It Started with a Casual Comment. Am I One in a Million?

I never thought a casual line typed into an AI would change the way I see myself.
But maybe—that’s exactly what happened.


❖ I suspect I have an adrenal disorder. Actually, I’m nearly convinced.

The two conditions I’m considering are Cushing’s syndrome or primary aldosteronism.
Both are rare, especially Cushing’s—only about 100 people are diagnosed each year in Japan.
With a population of 120 million, that means roughly 1 in a million is found.

I never imagined I could be that one.


❖ It didn’t start with ChatGPT. It started with DeepSeek.

I use ChatGPT regularly (paid subscription), but I also explore other AI models like DeepSeek, Gemini, Claude, and Perplexity, especially when doing probability checks or data reasoning. So when I’m on my Mac, I often have three AI tabs open.
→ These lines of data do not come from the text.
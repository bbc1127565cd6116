//! Command item descriptors rendered by the menu widget.

use serde::{Deserialize, Serialize};

/// Category a default item set is drawn from.
///
/// The host's command registry groups commands by the kind of content they
/// apply to; the inline menu pulls its defaults from these two categories.
#[derive(Debug, Clone, Copy, PartialEq, Eq, Hash)]
pub enum ItemCategory {
	/// Commands that apply to inline content (emphasis, links, code spans).
	Inline,
	/// Commands that apply to block nodes (headings, lists, quotes).
	Block,
}

impl ItemCategory {
	/// Stable category name used by the host's command-group registry.
	pub fn as_str(&self) -> &'static str {
		match self {
			ItemCategory::Inline => "inline",
			ItemCategory::Block => "block",
		}
	}
}

/// A single command item shown in the menu.
#[derive(Debug, Clone, PartialEq, Eq, Serialize, Deserialize)]
pub struct MenuItem {
	/// Command name invoked when the item is activated.
	pub command: String,
	/// Text shown in the menu.
	pub label: String,
	/// Optional detail shown next to the label.
	#[serde(default, skip_serializing_if = "Option::is_none")]
	pub detail: Option<String>,
}

impl MenuItem {
	/// Creates an item for the given command.
	pub fn new(command: impl Into<String>, label: impl Into<String>) -> Self {
		Self {
			command: command.into(),
			label: label.into(),
			detail: None,
		}
	}

	/// Attaches a detail string.
	pub fn with_detail(mut self, detail: impl Into<String>) -> Self {
		self.detail = Some(detail.into());
		self
	}
}

/// A named group of items rendered together, separated from other groups.
#[derive(Debug, Clone, PartialEq, Eq, Serialize, Deserialize)]
pub struct ItemGroup {
	/// Group name, used for separators and diagnostics.
	pub name: String,
	/// Items in display order.
	pub items: Vec<MenuItem>,
}

impl ItemGroup {
	/// Creates a group with the given items.
	pub fn new(name: impl Into<String>, items: Vec<MenuItem>) -> Self {
		Self {
			name: name.into(),
			items,
		}
	}
}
That day, I looked at myself in the mirror from the side.
I noticed the folds and bulges at the back of my neck—the fat collecting along the twist of my neck into my upper back. I grimaced and sat down. The tab that happened to be open was DeepSeek.
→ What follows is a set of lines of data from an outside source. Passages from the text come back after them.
//! Node specs for the default document schema.

use serde_json::{Value, json};
use vellum_primitives::Attrs;

use crate::dom::{DomOutput, ParseRule};
use crate::{AttrSpec, NodeSpec};

/// Node specs for the CommonMark data model, plus the writer extensions
/// (footnotes, comments, latex blocks, language containers).
pub fn commonmark_nodes() -> Vec<NodeSpec> {
	vec![
		NodeSpec {
			content: Some("block+"),
			..NodeSpec::leaf("doc")
		},
		NodeSpec {
			content: Some("inline*"),
			parse_dom: vec![ParseRule::tag("p")],
			to_dom: Some(|_| DomOutput::content_element("p")),
			..NodeSpec::block("paragraph")
		},
		NodeSpec {
			content: Some("block+"),
			parse_dom: vec![ParseRule::tag("blockquote")],
			to_dom: Some(|_| DomOutput::content_element("blockquote")),
			..NodeSpec::block("blockquote")
		},
		NodeSpec {
			parse_dom: vec![ParseRule::tag("hr")],
			to_dom: Some(|_| DomOutput::element("div").child(DomOutput::element("hr"))),
			..NodeSpec::block("horizontal_rule")
		},
		NodeSpec {
			content: Some("(text | image)*"),
			attrs: vec![AttrSpec::with_default("level", json!(1))],
			defining: true,
			parse_dom: heading_rules(),
			to_dom: Some(heading_dom),
			..NodeSpec::block("heading")
		},
		NodeSpec {
			content: Some("text*"),
			defining: true,
			code: true,
			marks: Some(""),
			attrs: vec![AttrSpec::with_default("params", json!(""))],
			parse_dom: vec![ParseRule::Tag {
				tag: "pre",
				attrs: None,
				get_attrs: Some(code_block_attrs),
				preserve_whitespace: true,
			}],
			to_dom: Some(code_block_dom),
			..NodeSpec::block("code_block")
		},
		NodeSpec {
			content: Some("list_item+"),
			attrs: vec![
				AttrSpec::with_default("order", json!(1)),
				AttrSpec::with_default("tight", json!(false)),
			],
			parse_dom: vec![ParseRule::tag_with("ol", ordered_list_attrs)],
			to_dom: Some(ordered_list_dom),
			..NodeSpec::block("ordered_list")
		},
		NodeSpec {
			content: Some("list_item+"),
			attrs: vec![AttrSpec::with_default("tight", json!(false))],
			parse_dom: vec![ParseRule::tag_with("ul", bullet_list_attrs)],
			to_dom: Some(bullet_list_dom),
			..NodeSpec::block("bullet_list")
		},
		NodeSpec {
			content: Some("paragraph block*"),
			defining: true,
			parse_dom: vec![ParseRule::tag("li")],
			to_dom: Some(|_| DomOutput::content_element("li")),
			..NodeSpec::leaf("list_item")
		},
		NodeSpec {
			content: Some("(description_term description_value)+"),
			defining: true,
			parse_dom: vec![ParseRule::tag("dl")],
			to_dom: Some(|_| DomOutput::content_element("dl")),
			..NodeSpec::block("description_list")
		},
		NodeSpec {
			content: Some("inline*"),
			defining: true,
			parse_dom: vec![ParseRule::tag("dt")],
			to_dom: Some(|_| DomOutput::content_element("dt")),
			..NodeSpec::leaf("description_term")
		},
		NodeSpec {
			content: Some("inline*"),
			defining: true,
			parse_dom: vec![ParseRule::tag("dd")],
			to_dom: Some(|_| DomOutput::content_element("dd")),
			..NodeSpec::leaf("description_value")
		},
		NodeSpec {
			group: Some("inline"),
			..NodeSpec::leaf("text")
		},
		NodeSpec {
			inline: true,
			group: Some("inline"),
			draggable: true,
			attrs: vec![
				AttrSpec::required("src"),
				AttrSpec::with_default("alt", Value::Null),
				AttrSpec::with_default("title", Value::Null),
			],
			parse_dom: vec![ParseRule::tag_with("img[src]", image_attrs)],
			to_dom: Some(image_dom),
			..NodeSpec::leaf("image")
		},
		NodeSpec {
			inline: true,
			group: Some("inline"),
			selectable: false,
			parse_dom: vec![ParseRule::tag("br")],
			to_dom: Some(|_| DomOutput::element("br")),
			..NodeSpec::leaf("hard_break")
		},
		NodeSpec {
			content: Some("paragraph+"),
			draggable: true,
			parse_dom: vec![ParseRule::tag("footnote")],
			to_dom: Some(|_| DomOutput::content_element("footnote")),
			..NodeSpec::block("footnote")
		},
		NodeSpec {
			content: Some("paragraph+"),
			draggable: true,
			parse_dom: vec![ParseRule::tag("comment")],
			to_dom: Some(|_| DomOutput::content_element("comment")),
			..NodeSpec::block("comment")
		},
		NodeSpec {
			content: Some("paragraph+"),
			draggable: true,
			code: true,
			parse_dom: vec![ParseRule::tag("latex")],
			to_dom: Some(|_| DomOutput::content_element("latex")),
			..NodeSpec::block("latex")
		},
		NodeSpec {
			content: Some("block+"),
			draggable: true,
			parse_dom: vec![ParseRule::tag("paragraphalternate")],
			to_dom: Some(|_| DomOutput::content_element("paragraphalternate")),
			..NodeSpec::block("paragraphalternate")
		},
		NodeSpec {
			content: Some("block+"),
			attrs: vec![AttrSpec::required("language")],
			atom: true,
			parse_dom: vec![ParseRule::tag_with("language", language_attrs)],
			to_dom: Some(language_dom),
			..NodeSpec::block("language")
		},
	]
}

fn heading_rules() -> Vec<ParseRule> {
	(1u64..=6)
		.map(|level| {
			let mut attrs = Attrs::new();
			attrs.insert("level".to_string(), json!(level));
			ParseRule::tag_with_attrs(heading_tag(level), attrs)
		})
		.collect()
}

fn heading_tag(level: u64) -> &'static str {
	match level {
		1 => "h1",
		2 => "h2",
		3 => "h3",
		4 => "h4",
		5 => "h5",
		_ => "h6",
	}
}

fn heading_dom(attrs: &Attrs) -> DomOutput {
	let level = attrs.get("level").and_then(Value::as_u64).unwrap_or(1);
	DomOutput::content_element(heading_tag(level))
}

fn code_block_attrs(dom: &Attrs) -> Option<Attrs> {
	let params = dom.get("data-params").and_then(Value::as_str).unwrap_or("");
	let mut attrs = Attrs::new();
	attrs.insert("params".to_string(), json!(params));
	Some(attrs)
}

fn code_block_dom(attrs: &Attrs) -> DomOutput {
	let params = attrs.get("params").and_then(Value::as_str).unwrap_or("");
	DomOutput::element("pre")
		.attr_opt("data-params", (!params.is_empty()).then(|| params.to_string()))
		.child(DomOutput::content_element("code"))
}

fn ordered_list_attrs(dom: &Attrs) -> Option<Attrs> {
	let order = dom
		.get("start")
		.and_then(Value::as_str)
		.and_then(|start| start.parse::<u64>().ok())
		.unwrap_or(1);
	let mut attrs = Attrs::new();
	attrs.insert("order".to_string(), json!(order));
	attrs.insert("tight".to_string(), json!(dom.contains_key("data-tight")));
	Some(attrs)
}

fn ordered_list_dom(attrs: &Attrs) -> DomOutput {
	let order = attrs.get("order").and_then(Value::as_u64).unwrap_or(1);
	let tight = attrs.get("tight").and_then(Value::as_bool).unwrap_or(false);
	DomOutput::element("ol")
		.attr_opt("start", (order != 1).then(|| order.to_string()))
		.attr_opt("data-tight", tight.then(|| "true".to_string()))
		.child(DomOutput::Hole)
}

fn bullet_list_attrs(dom: &Attrs) -> Option<Attrs> {
	let mut attrs = Attrs::new();
	attrs.insert("tight".to_string(), json!(dom.contains_key("data-tight")));
	Some(attrs)
}

fn bullet_list_dom(attrs: &Attrs) -> DomOutput {
	let tight = attrs.get("tight").and_then(Value::as_bool).unwrap_or(false);
	DomOutput::element("ul")
		.attr_opt("data-tight", tight.then(|| "true".to_string()))
		.child(DomOutput::Hole)
}

fn image_attrs(dom: &Attrs) -> Option<Attrs> {
	let src = dom.get("src").and_then(Value::as_str)?;
	let mut attrs = Attrs::new();
	attrs.insert("src".to_string(), json!(src));
	attrs.insert(
		"title".to_string(),
		dom.get("title").cloned().unwrap_or(Value::Null),
	);
	attrs.insert(
		"alt".to_string(),
		dom.get("alt").cloned().unwrap_or(Value::Null),
	);
	Some(attrs)
}

fn image_dom(attrs: &Attrs) -> DomOutput {
	let attr_str = |key: &str| attrs.get(key).and_then(Value::as_str).map(str::to_string);
	DomOutput::element("img")
		.attr_opt("src", attr_str("src"))
		.attr_opt("alt", attr_str("alt"))
		.attr_opt("title", attr_str("title"))
}

fn language_attrs(dom: &Attrs) -> Option<Attrs> {
	let language = dom.get("language").and_then(Value::as_str)?;
	let mut attrs = Attrs::new();
	attrs.insert("language".to_string(), json!(language));
	Some(attrs)
}

fn language_dom(attrs: &Attrs) -> DomOutput {
	let language = attrs.get("language").and_then(Value::as_str).unwrap_or("");
	DomOutput::element("language")
		.attr("language", language)
		.child(DomOutput::Hole)
}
Without much thought, I typed:

“There’s a lot of fat on the back of my neck. When I turn sideways, it makes about three folds.”

It wasn’t even a question. Maybe I just wanted to complain.
But that one line might have changed the course of my life in my late 40s.


❖ DeepSeek gave me a word I had never heard: Cushing’s syndrome

Out of pure curiosity, I switched to my ChatGPT tab and asked about it.

As the responses came in, one after another—I froze.


❖ Everything I’ve been struggling with for decades… was listed right there

Each AI—ChatGPT, DeepSeek, Claude, Perplexity, Gemini—gave me descriptions of Cushing’s syndrome that matched my life far too well.

For years, I went to doctors with separate complaints:

  • Chronic fatigue
  • Herniated discs in my 20s
  • Sudden vertigo and vomiting that lasted for weeks
  • Hypertension since my mid-30s (requiring max doses of meds to keep it under 200 systolic)
  • Episodes of depression, with antidepressants that barely worked
  • A psychiatrist who eventually diagnosed bipolar disorder, but even with treatment, the lows never really lifted

Each time, I thought I had a different problem.
Each time, I saw a different doctor.

No one ever suggested a connection. No one ever mentioned the adrenal glands.


❖ And then came the things I never thought of as symptoms

Even when I weighed around 49 kg at 158 cm—on the lower end of the healthy range—my belly still stuck out.
No matter how slim I was overall, I never had a flat stomach.
Fat clings to my jawline—so much that I constantly tilt my head upward to hide it.
If I push myself with travel or exercise, I crash and need days to recover.
Sleep has always been a battle—I fall into a nocturnal cycle I can’t seem to escape.
When I carry heavy bags, they leave red strap marks on my shoulders—like light bruises that vanish in a day.
People say my facial skin looks good, but the skin on my arms is often rough and irritated.

I had never considered any of this to be part of a medical condition.


❖ I don’t have a diagnosis yet—but I finally see myself differently

There’s no official CT report.
No confirmed diagnosis.
No blood work yet.

But for the first time in my life, I’m seeing a version of me that’s not lazy, not weak, not broken—just misunderstood.

And maybe, just maybe… I can finally get better.